- _Exercise prompt_: Identify the line in which "values (RFC 6750)." appears, then reproduce that line and all remaining lines of the records word for word.

Saved data entries:
=== Section Start ===

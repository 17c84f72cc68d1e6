//! Outgoing request descriptor.

use super::route::HttpMethod;
use serde::{Deserialize, Serialize};
use serde_json::Value;
use std::collections::{BTreeMap, HashMap};

/// A fully built request, ready to hand to the executor.
///
/// Constructed fresh for every send and never persisted.
#[derive(Debug, Clone, PartialEq, Serialize, Deserialize)]
pub struct RequestSpec {
    /// Unique identifier tagging the executor's log lines for this request.
    pub id: String,

    /// HTTP method.
    pub method: HttpMethod,

    /// Absolute URL without the query string (`base_url + route.path`).
    pub url: String,

    /// URL shown to the user, including the encoded query string when
    /// query parameters are present.
    pub display_url: String,

    /// Request headers, auth headers already merged in.
    pub headers: HashMap<String, String>,

    /// Parsed JSON body.
    pub body: Option<Value>,

    /// Query parameters actually transmitted by the executor.
    pub query_params: BTreeMap<String, String>,
}

impl RequestSpec {
    /// Creates a request with no headers, body or query parameters.
    pub fn new(method: HttpMethod, url: String) -> Self {
        Self {
            id: uuid::Uuid::new_v4().to_string(),
            method,
            display_url: url.clone(),
            url,
            headers: HashMap::new(),
            body: None,
            query_params: BTreeMap::new(),
        }
    }

    /// Case-insensitive header lookup.
    pub fn header(&self, name: &str) -> Option<&str> {
        self.headers
            .iter()
            .find(|(k, _)| k.eq_ignore_ascii_case(name))
            .map(|(_, v)| v.as_str())
    }

    /// Gets the Content-Type header value if present.
    pub fn content_type(&self) -> Option<&str> {
        self.header("content-type")
    }
}
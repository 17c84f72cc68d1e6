//! Workspace-scoped persistence of settings values.
//!
//! Stores hold one JSON value per key. The auth and base URL stores are built
//! on top of a [`WorkspaceStorage`] handle, so tests can swap the settings
//! file for [`MemoryStorage`].

pub mod memory;
pub mod settings_file;

pub use memory::MemoryStorage;
pub use settings_file::SettingsFileStorage;

use serde_json::Value;
use std::path::PathBuf;
use std::sync::Arc;
use thiserror::Error;

/// Errors raised by the persistence layer.
#[derive(Debug, Error)]
pub enum StorageError {
    /// Reading or writing the settings file failed.
    #[error("I/O error on {path}: {source}")]
    Io {
        /// File being accessed
        path: PathBuf,
        /// Underlying error
        #[source]
        source: std::io::Error,
    },

    /// The settings file is not valid JSON.
    #[error("invalid JSON in {path}: {source}")]
    Json {
        /// File being parsed
        path: PathBuf,
        /// Underlying error
        #[source]
        source: serde_json::Error,
    },

    /// The settings file parsed, but its top level is not an object.
    #[error("settings file {0} must contain a JSON object")]
    NotAnObject(PathBuf),

    /// A value could not be converted to JSON for storage.
    #[error("failed to encode {key}: {source}")]
    Encode {
        /// Settings key being written
        key: String,
        /// Underlying error
        #[source]
        source: serde_json::Error,
    },
}

/// A key/value store scoped to one workspace.
///
/// Writes are last-write-wins. Nothing is transactional across keys.
pub trait WorkspaceStorage: Send + Sync {
    /// Reads the value stored under `key`, if any.
    fn get(&self, key: &str) -> Result<Option<Value>, StorageError>;

    /// Stores `value` under `key`, replacing any prior value.
    fn set(&self, key: &str, value: Value) -> Result<(), StorageError>;
}

impl<T: WorkspaceStorage + ?Sized> WorkspaceStorage for Arc<T> {
    fn get(&self, key: &str) -> Result<Option<Value>, StorageError> {
        (**self).get(key)
    }

    fn set(&self, key: &str, value: Value) -> Result<(), StorageError> {
        (**self).set(key, value)
    }
}

/// Shared storage handle.
pub type SharedStorage = Arc<dyn WorkspaceStorage>;
//! In-memory storage, used by tests and for throwaway sessions.

use super::{StorageError, WorkspaceStorage};
use serde_json::Value;
use std::collections::HashMap;
use std::sync::{Mutex, PoisonError};

/// A [`WorkspaceStorage`] that keeps values in a map.
#[derive(Debug, Default)]
pub struct MemoryStorage {
    values: Mutex<HashMap<String, Value>>,
}

impl MemoryStorage {
    /// Creates an empty store.
    pub fn new() -> Self {
        Self::default()
    }

    /// Number of keys currently stored.
    pub fn len(&self) -> usize {
        self.values
            .lock()
            .unwrap_or_else(PoisonError::into_inner)
            .len()
    }

    /// Whether nothing has been stored.
    pub fn is_empty(&self) -> bool {
        self.len() == 0
    }
}

impl WorkspaceStorage for MemoryStorage {
    fn get(&self, key: &str) -> Result<Option<Value>, StorageError> {
        let values = self.values.lock().unwrap_or_else(PoisonError::into_inner);
        Ok(values.get(key).cloned())
    }

    fn set(&self, key: &str, value: Value) -> Result<(), StorageError> {
        self.values
            .lock()
            .unwrap_or_else(PoisonError::into_inner)
            .insert(key.to_string(), value);
        Ok(())
    }
}
//! Data models for routes, requests and responses.
//!
//! This module contains the core data structures shared by the scanner, the
//! request builder and the executor.

pub mod request;
pub mod response;
pub mod route;

pub use request::RequestSpec;
pub use response::{HttpResponse, ResponseResult};
pub use route::{normalize_path, HttpMethod, Route, RouteGroup, ROOT_GROUP};
//! Interfaces to the interactive host.
//!
//! Commands and the request panel talk to the user only through these
//! traits. Every prompt may be dismissed, which is reported as `None`; the
//! caller then abandons the action without side effects.

use crate::ui::request_panel::{FormSubmission, PanelState, PanelView};

/// Validates input text, returning the message to show when it is rejected.
pub type Validator = fn(&str) -> Result<(), String>;

/// A free-text input prompt.
#[derive(Debug, Clone, Default)]
pub struct InputRequest {
    /// Prompt text.
    pub prompt: String,
    /// Value the input starts with.
    pub default: Option<String>,
    /// Hint shown when the input is empty.
    pub placeholder: Option<String>,
    /// Mask the typed characters.
    pub password: bool,
    /// Rejects invalid values before they are returned.
    pub validator: Option<Validator>,
}

impl InputRequest {
    /// A plain prompt.
    pub fn new(prompt: impl Into<String>) -> Self {
        Self {
            prompt: prompt.into(),
            ..Default::default()
        }
    }

    /// Sets the initial value.
    pub fn with_default(mut self, default: impl Into<String>) -> Self {
        self.default = Some(default.into());
        self
    }

    /// Sets the placeholder hint.
    pub fn with_placeholder(mut self, placeholder: impl Into<String>) -> Self {
        self.placeholder = Some(placeholder.into());
        self
    }

    /// Masks the typed characters.
    pub fn password(mut self) -> Self {
        self.password = true;
        self
    }

    /// Attaches a validator.
    pub fn with_validator(mut self, validator: Validator) -> Self {
        self.validator = Some(validator);
        self
    }
}

/// Picks and text prompts.
pub trait Prompter {
    /// Asks the user to pick one of `options`; returns its index.
    fn choose(&mut self, prompt: &str, options: &[String]) -> Option<usize>;

    /// Asks for free text.
    fn input(&mut self, request: &InputRequest) -> Option<String>;
}

/// Output surfaces: a report pane and notifications.
pub trait Output {
    /// Replaces the report pane contents with `text`.
    fn display(&mut self, text: &str);

    /// Shows an informational notification.
    fn info(&mut self, message: &str);

    /// Shows an error notification.
    fn error(&mut self, message: &str);
}

/// The interactive request form.
pub trait FormHost {
    /// Shows the form for `state` and waits for a submission.
    ///
    /// Returns `None` when the form is closed.
    fn render_form(&mut self, state: &PanelState) -> Option<FormSubmission>;

    /// Shows the outcome of the last submission.
    fn show_response(&mut self, view: &PanelView);
}
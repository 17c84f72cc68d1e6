//! The workspace base URL that route paths are appended to.

use crate::storage::{StorageError, WorkspaceStorage};
use serde_json::Value;
use url::Url;

/// Settings key holding the base URL.
pub const BASE_URL_KEY: &str = "apiTester.baseUrl";

/// Suggested value when no base URL is stored yet.
pub const DEFAULT_BASE_URL: &str = "http://localhost:3000";

/// Checks that `value` is an absolute URL.
///
/// # Returns
///
/// `Ok(())` when the value parses, otherwise `"Invalid URL"`, suitable for
/// showing next to the input prompt.
pub fn validate_base_url(value: &str) -> Result<(), String> {
    Url::parse(value.trim())
        .map(|_| ())
        .map_err(|_| "Invalid URL".to_string())
}

/// Reads and writes the workspace base URL.
///
/// An empty stored string means the URL was explicitly removed. It is kept
/// distinct from "never set" by [`get`](Self::get), and treated the same by
/// [`resolve`](Self::resolve).
#[derive(Debug, Clone)]
pub struct BaseUrlStore<S> {
    storage: S,
}

impl<S: WorkspaceStorage> BaseUrlStore<S> {
    /// Creates a store over `storage`.
    pub fn new(storage: S) -> Self {
        Self { storage }
    }

    /// The stored value, if any. Non-string values are ignored.
    pub fn get(&self) -> Option<String> {
        match self.storage.get(BASE_URL_KEY) {
            Ok(Some(Value::String(url))) => Some(url),
            Ok(Some(other)) => {
                log::warn!("Ignoring non-string {} value: {}", BASE_URL_KEY, other);
                None
            }
            Ok(None) => None,
            Err(e) => {
                log::warn!("Failed to read {}: {}", BASE_URL_KEY, e);
                None
            }
        }
    }

    /// Stores `url`. The empty string clears the setting.
    pub fn set(&self, url: &str) -> Result<(), StorageError> {
        self.storage
            .set(BASE_URL_KEY, Value::String(url.to_string()))?;
        log::info!("Stored base URL {:?}", url);
        Ok(())
    }

    /// The base URL to send to, ignoring an empty stored value.
    pub fn resolve(&self) -> Option<String> {
        self.get().filter(|url| !url.is_empty())
    }
}
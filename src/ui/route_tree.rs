//! Presentation of the route catalog as a tree.

use crate::catalog::RouteCatalog;
use crate::models::{HttpMethod, Route};
use std::fmt::Write;

/// Label of a route node, e.g. `GET /users`.
pub fn route_label(route: &Route) -> String {
    route.to_string()
}

/// Hover text of a route node: its source file, and the controller when known.
pub fn route_tooltip(route: &Route) -> String {
    let source = route.source_file.display();
    match &route.controller_name {
        Some(controller) => format!("{}\n{}", source, controller),
        None => source.to_string(),
    }
}

/// Icon name for a method.
pub fn method_icon(method: HttpMethod) -> &'static str {
    match method {
        HttpMethod::GET => "arrow-down",
        HttpMethod::POST => "add",
        HttpMethod::PUT => "edit",
        HttpMethod::DELETE => "trash",
        _ => "symbol-method",
    }
}

/// Renders the catalog as an indented text tree.
///
/// ```text
/// users (2)
///   GET /users
///   POST /users
/// ```
pub fn render_tree(catalog: &RouteCatalog) -> String {
    if catalog.is_empty() {
        return "No routes found".to_string();
    }

    let mut output = String::new();
    for group in catalog.groups() {
        let _ = writeln!(output, "{} ({})", group.name, group.routes.len());
        for route in &group.routes {
            let _ = writeln!(output, "  {}", route_label(route));
        }
    }
    output
}
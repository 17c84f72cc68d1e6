//! Bearer token header values (RFC 6750).

/// Formats a token into a Bearer `Authorization` header value.
///
/// # Examples
///
/// ```
/// use api_tester::auth::bearer::bearer_token;
///
/// assert_eq!(bearer_token("abc123xyz"), "Bearer abc123xyz");
/// ```
pub fn bearer_token(token: &str) -> String {
    format!("Bearer {}", token)
}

=== Section End ===

- _Solution to this problem_:
//! Bearer token header values (RFC 6750).

/// Formats a token into a Bearer `Authorization` header value.
///
/// # Examples
///
/// ```
/// use api_tester::auth::bearer::bearer_token;
///
/// assert_eq!(bearer_token("abc123xyz"), "Bearer abc123xyz");
/// ```
pub fn bearer_token(token: &str) -> String {
    format!("Bearer {}", token)
}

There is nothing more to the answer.